BY CLARA ERSKINE CLEMENT.

THE greatest painter among the pupils of Rubens was Anton or Anthony Vandyck (or Van Dyck, as it is also spelled). He was born at Antwerp in 1599. His father was a silk-merchant, and his mother was a lady of artistic tastes; though she had twelve children, she yet found time to do much embroidery and tapestry work. She had a daughter named Susannah, and it may have been on account of this child that her finest work was a large piece on which the story of Susannah was represented. She was occupied with this before the birth of Anthony, who was her seventh child, and during his early years she skillfully plied her needle, and wrought her many-colored silks into landscapes and skies, trees and houses, men and

animals, with untiring patience and uncommon excellence.
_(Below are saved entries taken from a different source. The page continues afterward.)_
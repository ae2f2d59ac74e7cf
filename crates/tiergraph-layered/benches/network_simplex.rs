use criterion::{BatchSize, BenchmarkId, Criterion, criterion_group, criterion_main};
use std::hint::black_box;
use std::time::Duration;
use tiergraph_layered::graphlib::{Graph, GraphOptions};
use tiergraph_layered::{EdgeLabel, LayoutGraph, NodeLabel, layout, rank};

/// A three-tier forest: `groups` roots, each with `fanout` children that each own `fanout`
/// leaves, plus relationship edges hopping between children of neighbouring groups.
fn tiered_graph(groups: usize, fanout: usize) -> LayoutGraph {
    let mut g: LayoutGraph = Graph::new(GraphOptions { multigraph: true });
    for c in 0..groups {
        let cat = format!("c{c}");
        g.set_node(cat.clone(), NodeLabel::sized(420.0, 140.0).with_tier(0));
        for s in 0..fanout {
            let sub = format!("c{c}_s{s}");
            g.set_node(sub.clone(), NodeLabel::sized(380.0, 120.0).with_tier(1));
            g.set_edge_with_label(cat.clone(), sub.clone(), EdgeLabel::new(2.0, 1));
            for l in 0..fanout {
                let leaf = format!("c{c}_s{s}_l{l}");
                g.set_node(leaf.clone(), NodeLabel::sized(350.0, 100.0).with_tier(2));
                g.set_edge_with_label(sub.clone(), leaf, EdgeLabel::new(2.0, 1));
            }
            if c + 1 < groups {
                let other = format!("c{}_s{}", c + 1, (s + 1) % fanout);
                g.set_edge_with_label(sub, other, EdgeLabel::new(1.0, 2));
            }
        }
    }
    g
}

fn bench_layered(c: &mut Criterion) {
    let mut group = c.benchmark_group("layered");
    group.measurement_time(Duration::from_secs(10));

    for (name, groups, fanout) in [("g4_f3", 4usize, 3usize), ("g10_f4", 10, 4), ("g20_f5", 20, 5)] {
        let g = tiered_graph(groups, fanout);
        group.bench_with_input(BenchmarkId::new("rank::network_simplex", name), &g, |b, g| {
            b.iter_batched(
                || g.clone(),
                |mut g| {
                    rank::network_simplex(black_box(&mut g));
                    black_box(g.node_count());
                },
                BatchSize::LargeInput,
            )
        });
        group.bench_with_input(BenchmarkId::new("layout", name), &g, |b, g| {
            b.iter_batched(
                || g.clone(),
                |mut g| {
                    layout(black_box(&mut g));
                    black_box(g.node_count());
                },
                BatchSize::LargeInput,
            )
        });
    }

    group.finish();
}

criterion_group!(benches, bench_layered);
criterion_main!(benches);
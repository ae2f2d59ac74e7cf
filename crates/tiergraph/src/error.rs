pub type Result<T> = std::result::Result<T, Error>;

#[derive(Debug, thiserror::Error)]
pub enum Error {
    #[error("edge `{edge_id}` references unknown node `{node_id}`")]
    MissingNode { edge_id: String, node_id: String },

    #[error("layout produced no position for node `{node_id}`")]
    MissingPosition { node_id: String },

    #[error(transparent)]
    Json(#[from] serde_json::Error),
}
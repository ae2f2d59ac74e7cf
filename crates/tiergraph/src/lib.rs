#![forbid(unsafe_code)]

//! Categorized entity-graph diagrams.
//!
//! Leaves, tier-1 categories and tier-2 subcategories are merged into one graph
//! ([`assemble`]), placed in tier-ranked bands with label-sized boxes ([`layout`]) and their
//! edges tagged with a category and bidirectional pairing ([`classify`]). [`layout_diagram`] runs
//! all three on a [`DiagramInput`].

pub mod assemble;
pub mod classify;
pub mod config;
pub mod error;
pub mod layout;
pub mod model;
pub mod pipeline;

pub use assemble::{AssemblyReport, DroppedLink, assemble, assemble_with_report};
pub use classify::{classify, classify_with};
pub use config::{
    BoxSizing, ClassifierConfig, EdgeWeighting, LayoutConfig, RankDirection, CONTAINMENT_LABEL,
    CROSS_TIER_PREFIX, SAME_TIER_PREFIX,
};
pub use error::{Error, Result};
pub use layout::{
    LayeredLayout, NetworkSimplexLayout, SolverEdge, SolverNode, layout, layout_with,
};
pub use model::{
    AssembledGraph, Bounds, CategoryNode, ClassifiedEdge, Direction, EdgeCategory, GraphEdge,
    GraphNode, LayoutedDiagram, LeafNode, NodeBox, NodeKind, Position, PositionedNode,
    RelationshipEdge, Size, SubcategoryNode,
};
pub use pipeline::{DiagramInput, layout_diagram, layout_diagram_with};
pub use tiergraph_layered::Point;
//! Greedy feedback arc set.
//!
//! Eades, Lin & Smyth: repeatedly strip sinks and sources, and when neither exists remove the node
//! with the largest `out - in` weight difference, collecting its incoming edges. The collected
//! edges form a feedback arc set whose reversal makes the graph acyclic.

use crate::graphlib::{EdgeKey, Graph};
use rustc_hash::FxHashMap;
use std::collections::VecDeque;

/// Feedback arc set treating every edge as weight 1.
pub fn greedy_fas<N, E, G>(g: &Graph<N, E, G>) -> Vec<EdgeKey>
where
    N: Default,
    E: Default,
    G: Default,
{
    greedy_fas_with_weight(g, |_| 1)
}

pub fn greedy_fas_with_weight<N, E, G>(
    g: &Graph<N, E, G>,
    weight_fn: impl Fn(&E) -> i64,
) -> Vec<EdgeKey>
where
    N: Default,
    E: Default,
    G: Default,
{
    if g.node_count() <= 1 {
        return Vec::new();
    }

    let ids: Vec<&str> = g.nodes().collect();
    let ix_of: FxHashMap<&str, usize> = ids.iter().enumerate().map(|(i, v)| (*v, i)).collect();

    // Parallel edges collapse into one weighted arc; arcs keep first-seen order.
    let mut arcs: Vec<(usize, usize, i64)> = Vec::new();
    let mut arc_index: FxHashMap<(usize, usize), usize> = FxHashMap::default();
    g.for_each_edge(|e, lbl| {
        if e.is_self_loop() {
            return;
        }
        let (Some(&v), Some(&w)) = (ix_of.get(e.v.as_str()), ix_of.get(e.w.as_str())) else {
            return;
        };
        let weight = weight_fn(lbl);
        match arc_index.get(&(v, w)) {
            Some(&i) => arcs[i].2 += weight,
            None => {
                arc_index.insert((v, w), arcs.len());
                arcs.push((v, w, weight));
            }
        }
    });

    let n = ids.len();
    let mut work = Work {
        in_w: vec![0; n],
        out_w: vec![0; n],
        in_arcs: vec![Vec::new(); n],
        out_arcs: vec![Vec::new(); n],
        alive: vec![true; n],
        stamp: vec![0; n],
        buckets: Vec::new(),
        zero_idx: 0,
    };
    for (i, &(v, w, weight)) in arcs.iter().enumerate() {
        work.out_w[v] += weight;
        work.in_w[w] += weight;
        work.out_arcs[v].push(i);
        work.in_arcs[w].push(i);
    }
    let max_out = work.out_w.iter().copied().max().unwrap_or(0).max(0);
    let max_in = work.in_w.iter().copied().max().unwrap_or(0).max(0);
    work.buckets = vec![VecDeque::new(); (max_out + max_in + 3) as usize];
    work.zero_idx = max_in + 1;
    for v in 0..n {
        work.assign_bucket(v);
    }

    let mut reversed_arcs: Vec<usize> = Vec::new();
    let mut remaining = n;
    let last = work.buckets.len() - 1;
    while remaining > 0 {
        while let Some(v) = work.pop_bucket(0) {
            work.remove(v, &arcs, None);
            remaining -= 1;
        }
        while let Some(v) = work.pop_bucket(last) {
            work.remove(v, &arcs, None);
            remaining -= 1;
        }
        if remaining == 0 {
            break;
        }
        let picked = (1..last).rev().find_map(|i| work.pop_bucket(i));
        let Some(v) = picked else {
            break;
        };
        work.remove(v, &arcs, Some(&mut reversed_arcs));
        remaining -= 1;
    }

    let mut out: Vec<EdgeKey> = Vec::new();
    for i in reversed_arcs {
        let (v, w, _) = arcs[i];
        out.extend(g.out_edges(ids[v], Some(ids[w])));
    }
    out
}

struct Work {
    in_w: Vec<i64>,
    out_w: Vec<i64>,
    in_arcs: Vec<Vec<usize>>,
    out_arcs: Vec<Vec<usize>>,
    alive: Vec<bool>,
    /// Bumped whenever a node moves bucket; bucket entries with an older stamp are stale.
    stamp: Vec<u32>,
    buckets: Vec<VecDeque<(usize, u32)>>,
    zero_idx: i64,
}

impl Work {
    fn assign_bucket(&mut self, v: usize) {
        let last = self.buckets.len() - 1;
        let idx = if self.out_w[v] == 0 {
            0
        } else if self.in_w[v] == 0 {
            last
        } else {
            (self.out_w[v] - self.in_w[v] + self.zero_idx).clamp(0, last as i64) as usize
        };
        self.stamp[v] = self.stamp[v].wrapping_add(1);
        self.buckets[idx].push_front((v, self.stamp[v]));
    }

    fn pop_bucket(&mut self, idx: usize) -> Option<usize> {
        while let Some((v, stamp)) = self.buckets[idx].pop_back() {
            if self.alive[v] && self.stamp[v] == stamp {
                return Some(v);
            }
        }
        None
    }

    fn remove(&mut self, v: usize, arcs: &[(usize, usize, i64)], collect: Option<&mut Vec<usize>>) {
        self.alive[v] = false;
        let mut collected: Vec<usize> = Vec::new();

        for &i in &self.in_arcs[v].clone() {
            let (u, _, weight) = arcs[i];
            if !self.alive[u] {
                continue;
            }
            collected.push(i);
            self.out_w[u] -= weight;
            self.assign_bucket(u);
        }
        for &i in &self.out_arcs[v].clone() {
            let (_, w, weight) = arcs[i];
            if !self.alive[w] {
                continue;
            }
            self.in_w[w] -= weight;
            self.assign_bucket(w);
        }

        if let Some(out) = collect {
            out.extend(collected);
        }
    }
}
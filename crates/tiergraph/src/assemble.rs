//! Graph assembly.
//!
//! Merges leaves, categories and subcategories into one node list and derives one edge list from
//! explicit leaf edges, containment and the two relationship kinds. Links that point at nothing
//! are dropped; `assemble_with_report` says which.

use crate::config::CONTAINMENT_LABEL;
use crate::model::{
    AssembledGraph, CategoryNode, GraphEdge, GraphNode, LeafNode, RelationshipEdge,
    SubcategoryNode,
};
use indexmap::{IndexMap, IndexSet};
use serde::Serialize;

#[derive(Debug, Clone, PartialEq, Eq, Serialize)]
#[serde(tag = "reason", rename_all = "camelCase")]
pub enum DroppedLink {
    /// A relationship endpoint names no subcategory.
    #[serde(rename_all = "camelCase")]
    UnresolvedRelationship {
        relationship_id: String,
        from_name: String,
        to_name: String,
    },
    /// A subcategory's parent category does not exist.
    #[serde(rename_all = "camelCase")]
    UnknownCategory {
        subcategory_id: String,
        category_id: String,
    },
    /// A subcategory lists a member leaf that does not exist.
    #[serde(rename_all = "camelCase")]
    UnknownMember {
        subcategory_id: String,
        leaf_id: String,
    },
}

#[derive(Debug, Clone, Default, PartialEq, Eq, Serialize)]
pub struct AssemblyReport {
    pub dropped: Vec<DroppedLink>,
}

impl AssemblyReport {
    pub fn is_clean(&self) -> bool {
        self.dropped.is_empty()
    }

    fn drop_link(&mut self, link: DroppedLink) {
        tracing::debug!(?link, "assemble: dropped link");
        self.dropped.push(link);
    }
}

pub fn assemble(
    leaves: &[LeafNode],
    leaf_edges: &[GraphEdge],
    categories: &[CategoryNode],
    subcategories: &[SubcategoryNode],
    same_tier: &[RelationshipEdge],
    cross_tier: &[RelationshipEdge],
) -> AssembledGraph {
    assemble_with_report(
        leaves,
        leaf_edges,
        categories,
        subcategories,
        same_tier,
        cross_tier,
    )
    .0
}

pub fn assemble_with_report(
    leaves: &[LeafNode],
    leaf_edges: &[GraphEdge],
    categories: &[CategoryNode],
    subcategories: &[SubcategoryNode],
    same_tier: &[RelationshipEdge],
    cross_tier: &[RelationshipEdge],
) -> (AssembledGraph, AssemblyReport) {
    let mut report = AssemblyReport::default();

    // Later subcategories win on duplicate names.
    let id_by_name: IndexMap<&str, &str> = subcategories
        .iter()
        .map(|s| (s.name.as_str(), s.id.as_str()))
        .collect();
    let category_ids: IndexSet<&str> = categories.iter().map(|c| c.id.as_str()).collect();
    let leaf_ids: IndexSet<&str> = leaves.iter().map(|l| l.id.as_str()).collect();

    let mut edges: Vec<GraphEdge> = leaf_edges.to_vec();

    for sub in subcategories {
        if category_ids.contains(sub.c1_category_id.as_str()) {
            edges.push(GraphEdge::new(
                format!("c1-{}-to-c2-{}", sub.c1_category_id, sub.id),
                sub.c1_category_id.clone(),
                sub.id.clone(),
                CONTAINMENT_LABEL,
            ));
        } else {
            report.drop_link(DroppedLink::UnknownCategory {
                subcategory_id: sub.id.clone(),
                category_id: sub.c1_category_id.clone(),
            });
        }
    }

    for sub in subcategories {
        let mut seen: IndexSet<&str> = IndexSet::new();
        for leaf in &sub.member_leaf_ids {
            if !seen.insert(leaf.as_str()) {
                continue;
            }
            if !leaf_ids.contains(leaf.as_str()) {
                report.drop_link(DroppedLink::UnknownMember {
                    subcategory_id: sub.id.clone(),
                    leaf_id: leaf.clone(),
                });
                continue;
            }
            edges.push(GraphEdge::new(
                format!("c2-{}-to-node-{}", sub.id, leaf),
                sub.id.clone(),
                leaf.clone(),
                CONTAINMENT_LABEL,
            ));
        }
    }

    for rel in same_tier.iter().chain(cross_tier) {
        let source = id_by_name.get(rel.from_name.as_str());
        let target = id_by_name.get(rel.to_name.as_str());
        let (Some(source), Some(target)) = (source, target) else {
            report.drop_link(DroppedLink::UnresolvedRelationship {
                relationship_id: rel.id.clone(),
                from_name: rel.from_name.clone(),
                to_name: rel.to_name.clone(),
            });
            continue;
        };
        edges.push(GraphEdge::new(
            rel.id.clone(),
            *source,
            *target,
            rel.label.clone(),
        ));
    }

    let nodes: Vec<GraphNode> = leaves
        .iter()
        .cloned()
        .map(GraphNode::Leaf)
        .chain(categories.iter().cloned().map(GraphNode::Category))
        .chain(subcategories.iter().cloned().map(GraphNode::Subcategory))
        .collect();

    tracing::debug!(
        nodes = nodes.len(),
        edges = edges.len(),
        dropped = report.dropped.len(),
        "assemble: done"
    );
    (AssembledGraph { nodes, edges }, report)
}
It is easy to understand that this mother must have rejoiced to find that Anthony had artistic talent, and it is probable that it was through her influence that he became a pupil under the artist Heinrich von Balen when he was but ten years old. He was still a boy, not more than seventeen, when he entered the studio of Rubens, just at the time when the great master was devoting himself to his art with his whole soul, and had a large number of young students under his direction.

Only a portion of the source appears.